A few days later, Domise met me for lunch. He is 6 foot 3, clean cut and GQ-model handsome. He arrived nattily dressed and wearing brogues. He’s idealistic, with experience volunteering for the Liberals. He was born in Rexdale and raised there by his mom; Domise does not have a relationship with his biological father. He put himself through the ­University of Windsor, working during the day at Best Buy and at night as a club bouncer, and got his degree in political science. The day before our lunch, he quit his downtown job as a financial consultant with Sun Life to devote himself to the council race.

Domise knows a lot of Ford fans. His own grandmother, who turns 70 this year, was, until recently, a fervent supporter. He says there are three reasons why Ford appeals to so many blacks in Toronto.

The first reason is that he showily takes care of his individual constituents. Ford is a master of retail politicking, and Domise has seen this in action. “He takes the time to come to community events, show up at our homes, and be nice and courteous.” One black youth at Ribfest told Domise that he supports Ford “because he fights for the people.” In other words, the mayor is perceived as being the go-to guy for help. In a drunken stupor, in March, Ford summed up the contradiction of his leadership perfectly: “I’m the mayor of Toronto. Nobody sticks up for people like I do, whatever the race. I’m the most racist guy around.”

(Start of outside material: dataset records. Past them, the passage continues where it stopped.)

#[cfg(test)]
mod tests {
    use super::*;
    use crate::services::DatabaseService;
    use crate::sync::test_support::{ScriptedFetcher, rows};
    use pretty_assertions::assert_eq;
    use serde_json::json;
    use std::time::Duration;

    struct Harness {
        fetcher: Arc<ScriptedFetcher>,
        database: DatabaseService,
        locks: TableLocks,
        router: NotificationRouter,
    }

    async fn harness(drain_after_refresh: bool) -> Harness {
        let fetcher = Arc::new(ScriptedFetcher::new());
        let database = DatabaseService::open_in_memory().await.unwrap();
        let locks = TableLocks::new();
        let router = NotificationRouter::new(
            fetcher.clone(),
            Arc::new(database.clone()),
            FailedSyncQueue::new(Arc::new(database.clone())),
            locks.clone(),
        )
        .with_drain_after_refresh(drain_after_refresh);
        Harness {
            fetcher,
            database,
            locks,
            router,
        }
    }

    fn payload(refs: &[(i64, i64)]) -> NotificationPayload {
        let data_ids = refs
            .iter()
            .map(|(table, id)| json!({"table": table, "id": id}))
            .collect::<Vec<_>>();
        serde_json::from_value(json!({
            "ids": [{"user_id": 1, "silent_push": 0}],
            "data_message": "",
            "data": {"data_ids": data_ids, "show_notification": "1", "message": "updated"}
        }))
        .unwrap()
    }

    fn products() -> &'static crate::catalog::TableDescriptor {
        descriptor(TableId::Product).unwrap()
    }

    #[tokio::test(flavor = "multi_thread")]
    async fn failed_refresh_is_queued_and_recovered_by_drain() {
        let h = harness(false).await;
        h.fetcher.set_rows(TableId::Product, rows(800));
        h.fetcher.fail_single(TableId::Product, 789);

        let report = h.router.dispatch(&payload(&[(1, 789)])).await;
        assert_eq!(report.queued, vec![DataRef { table: 1, id: 789 }]);
        assert!(report.refreshed.is_empty());

        let entries = h.router.queue().entries().await.unwrap();
        assert_eq!(entries.len(), 1);
        assert_eq!((entries[0].table_id, entries[0].data_id), (TableId::Product, 789));
        assert!(h.database.get_mirrored(products(), 789).await.unwrap().is_none());

        h.fetcher.heal_single(TableId::Product, 789);
        let drained = h.router.queue().drain(&h.router).await.unwrap();

        assert_eq!(drained.recovered, vec![(TableId::Product, 789)]);
        assert!(h.router.queue().entries().await.unwrap().is_empty());
        let row = h.database.get_mirrored(products(), 789).await.unwrap().unwrap();
        assert_eq!(row.label.as_deref(), Some("row 789"));
    }

    #[tokio::test(flavor = "multi_thread")]
    async fn refs_are_processed_independently() {
        let h = harness(false).await;
        h.fetcher.set_rows(TableId::Product, rows(10));
        h.fetcher.set_rows(TableId::Category, rows(3));
        h.fetcher.fail_single(TableId::Product, 2);

        let report = h.router.dispatch(&payload(&[(1, 2), (6, 3), (1, 5)])).await;

        assert_eq!(
            report.refreshed,
            vec![DataRef { table: 6, id: 3 }, DataRef { table: 1, id: 5 }]
        );
        assert_eq!(report.queued, vec![DataRef { table: 1, id: 2 }]);
        assert_eq!(h.router.queue().len().await.unwrap(), 1);
        assert!(h.database.get_mirrored(products(), 5).await.unwrap().is_some());
        assert!(!report.drain_scheduled);
    }

    #[tokio::test(flavor = "multi_thread")]
    async fn repeated_failures_do_not_duplicate_entries() {
        let h = harness(false).await;
        h.fetcher.fail_single(TableId::Orders, 12);

        h.router.dispatch(&payload(&[(8, 12)])).await;
        let second = h
            .router
            .refresh(TableId::Orders, 12, RefreshOrigin::Notification)
            .await;

        assert!(matches!(second, RefreshOutcome::Queued { entry_id: None, .. }));
        assert_eq!(h.router.queue().len().await.unwrap(), 1);
    }

    #[tokio::test(flavor = "multi_thread")]
    async fn any_successful_refresh_clears_the_queue_entry() {
        let h = harness(false).await;
        h.fetcher.set_rows(TableId::Racks, rows(4));
        h.router.queue().enqueue(TableId::Racks, 4).await.unwrap();

        let report = h.router.dispatch(&payload(&[(18, 4)])).await;

        assert_eq!(report.refreshed, vec![DataRef { table: 18, id: 4 }]);
        assert_eq!(h.router.queue().len().await.unwrap(), 0);
    }

    #[tokio::test(flavor = "multi_thread")]
    async fn logout_and_unknown_tables_are_not_fetched() {
        let h = harness(false).await;

        let report = h.router.dispatch(&payload(&[(22, 0), (22, 9), (99, 1)])).await;

        assert_eq!(report.actions, vec![BroadcastAction::ForceLogout]);
        assert_eq!(
            report.skipped,
            vec![DataRef { table: 22, id: 9 }, DataRef { table: 99, id: 1 }]
        );
        assert!(h.fetcher.single_calls().is_empty());
        assert_eq!(report.message, "updated");
        assert!(report.show_notification);
    }

    #[tokio::test(flavor = "multi_thread")]
    async fn successful_refresh_drains_siblings_in_background() {
        let h = harness(true).await;
        h.fetcher.set_rows(TableId::Product, rows(10));
        h.router.queue().enqueue(TableId::Product, 7).await.unwrap();

        let report = h.router.dispatch(&payload(&[(1, 1)])).await;
        assert!(report.drain_scheduled);

        tokio::time::timeout(Duration::from_secs(5), async {
            while h.router.queue().len().await.unwrap() > 0 {
                tokio::time::sleep(Duration::from_millis(10)).await;
            }
        })
        .await
        .unwrap();
        assert!(h.database.get_mirrored(products(), 7).await.unwrap().is_some());
    }

    #[tokio::test(flavor = "multi_thread")]
    async fn background_drain_failure_does_not_affect_dispatch() {
        let h = harness(true).await;
        h.fetcher.set_rows(TableId::Product, rows(10));
        h.fetcher.fail_single(TableId::Product, 7);
        h.router.queue().enqueue(TableId::Product, 7).await.unwrap();

        let report = h.router.dispatch(&payload(&[(1, 1)])).await;

        assert_eq!(report.refreshed, vec![DataRef { table: 1, id: 1 }]);
        assert!(report.failed.is_empty());
        tokio::time::timeout(Duration::from_secs(5), async {
            while h.router.queue().entries().await.unwrap()[0].attempts < 2 {
                tokio::time::sleep(Duration::from_millis(10)).await;
            }
        })
        .await
        .unwrap();
        assert_eq!(h.router.queue().len().await.unwrap(), 1);
    }

    #[tokio::test(flavor = "multi_thread")]
    async fn refresh_waits_for_the_table_lock() {
        let h = harness(false).await;
        h.fetcher.set_rows(TableId::Product, rows(3));
        let guard = h.locks.acquire(TableId::Product).await;

        let router = h.router.clone();
        let pending = tokio::spawn(async move {
            router
                .refresh(TableId::Product, 3, RefreshOrigin::Notification)
                .await
        });
        tokio::time::sleep(Duration::from_millis(30)).await;
        assert!(h.fetcher.single_calls().is_empty());

        drop(guard);
        let outcome = pending.await.unwrap();
        assert_eq!(outcome, RefreshOutcome::Refreshed { rows: 1 });
    }

    #[tokio::test(flavor = "multi_thread")]
    async fn notification_refresh_replaces_full_sync_row() {
        let h = harness(false).await;
        h.fetcher.set_rows(TableId::Product, rows(2));
        h.database
            .upsert_many(products(), &rows(2))
            .await
            .unwrap();
        h.fetcher.upsert_row(
            TableId::Product,
            crate::models::Record::from_value(json!({"id": 2, "name": "renamed"})).unwrap(),
        );

        h.router.dispatch(&payload(&[(1, 2)])).await;

        let row = h.database.get_mirrored(products(), 2).await.unwrap().unwrap();
        assert_eq!(row.label.as_deref(), Some("renamed"));
        assert_eq!(h.database.count_mirrored(products()).await.unwrap(), 2);
    }

    #[tokio::test(flavor = "multi_thread")]
    async fn malformed_reference_does_not_block_valid_siblings() {
        let h = harness(false).await;
        h.fetcher.set_rows(TableId::Product, rows(800));

        let report = h
            .router
            .dispatch_json(
                r#"{"data": {"data_ids": [{"table": 1, "id": "abc"}, {"table": 1, "id": 789}]}}"#,
            )
            .await
            .unwrap();

        assert_eq!(report.refreshed, vec![DataRef { table: 1, id: 789 }]);
        assert_eq!(report.malformed.len(), 1);
        assert_eq!(h.fetcher.single_calls(), vec![(TableId::Product, 789)]);
        assert!(h.database.get_mirrored(products(), 789).await.unwrap().is_some());
    }

    #[tokio::test(flavor = "multi_thread")]
    async fn dispatch_json_rejects_malformed_payloads() {
        let h = harness(false).await;
        let error = h.router.dispatch_json("{not json").await.unwrap_err();
        assert!(matches!(error, Error::InvalidPayload(_)));
    }
}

The second and more complicated reason has something to do with empathy: Domise says his grandmother, like many Toronto blacks, views the mayor as a kindred soul, an underdog who has triumphed over the elites. He’s drug-addled, overweight and uneducated—yet he’s the mayor. In this against-all-odds success story, Ford is the anti-hero. He says things that the disenfranchised wish they could say. “A lot of us see ourselves in Rob Ford,” says Domise. “He’s vilified, chased after by the media for his drug habits, attacked for his personal life.”

To explain the third reason, Domise evokes the saying, the enemy of my enemy is my friend. African-Canadians see the mayor as a political Robin Hood, an “upraised middle finger” to the entrenched downtown power structure. Ford positions himself against the (largely white) Toronto establishment, even while dropping N-bombs. He hired Eugene Jones, an African-American from Detroit, at $250,000 a year to run Toronto Community Housing, and when Jones was forced out last spring, following an ombudsman’s report citing mismanagement, the mayor played the race card. A furious Ford warned that subsidized housing projects might explode in violence to protest the firing of a black man. Domise’s translation: “You got to let me control these kids—I’m protecting the black community’s [interests] and simultaneously protecting the white community from the blacks.”

Domise decided to run in the Ford stronghold because, as he puts it, he believed someone needed to step up to challenge Ford’s behaviour. To bring his grandmother around, Domise spent an hour spelling out Rob Ford’s voting record—opposing community funding and badmouthing neighbourhood outreach as “hug-a-thug” programs while hugging actual thugs. But he isn’t sure how he’s going to convert enough voters to win. “I can’t have an in-depth conversation with every individual,” he says wearily.

Meanwhile, Rob Ford, now fluent in rehab-speak, insists his racist remarks were his “chronicle illness” talking. In the mayor’s first post-rehab interview, Dwight Drummond, a black anchor at CBC News Toronto, pressed him gently: “If those things aren’t in your heart, why are they coming out of your mouth with such frequency?” Ford replied, “When you have this disease…you say things that aren’t you.” But that’s nonsense: alcohol and drugs aren’t aliens who hijack your brain. They lessen inhibitions and eliminate social filters that restrain you from blurting out your innermost thoughts, unleashing the true you.

Ford’s two months in rehab showed us that the city—and city council—can dysfunction just fine without him. For me, it’s not complicated: Ford is a dangerous anachronism, the worst person to be our city’s mayor.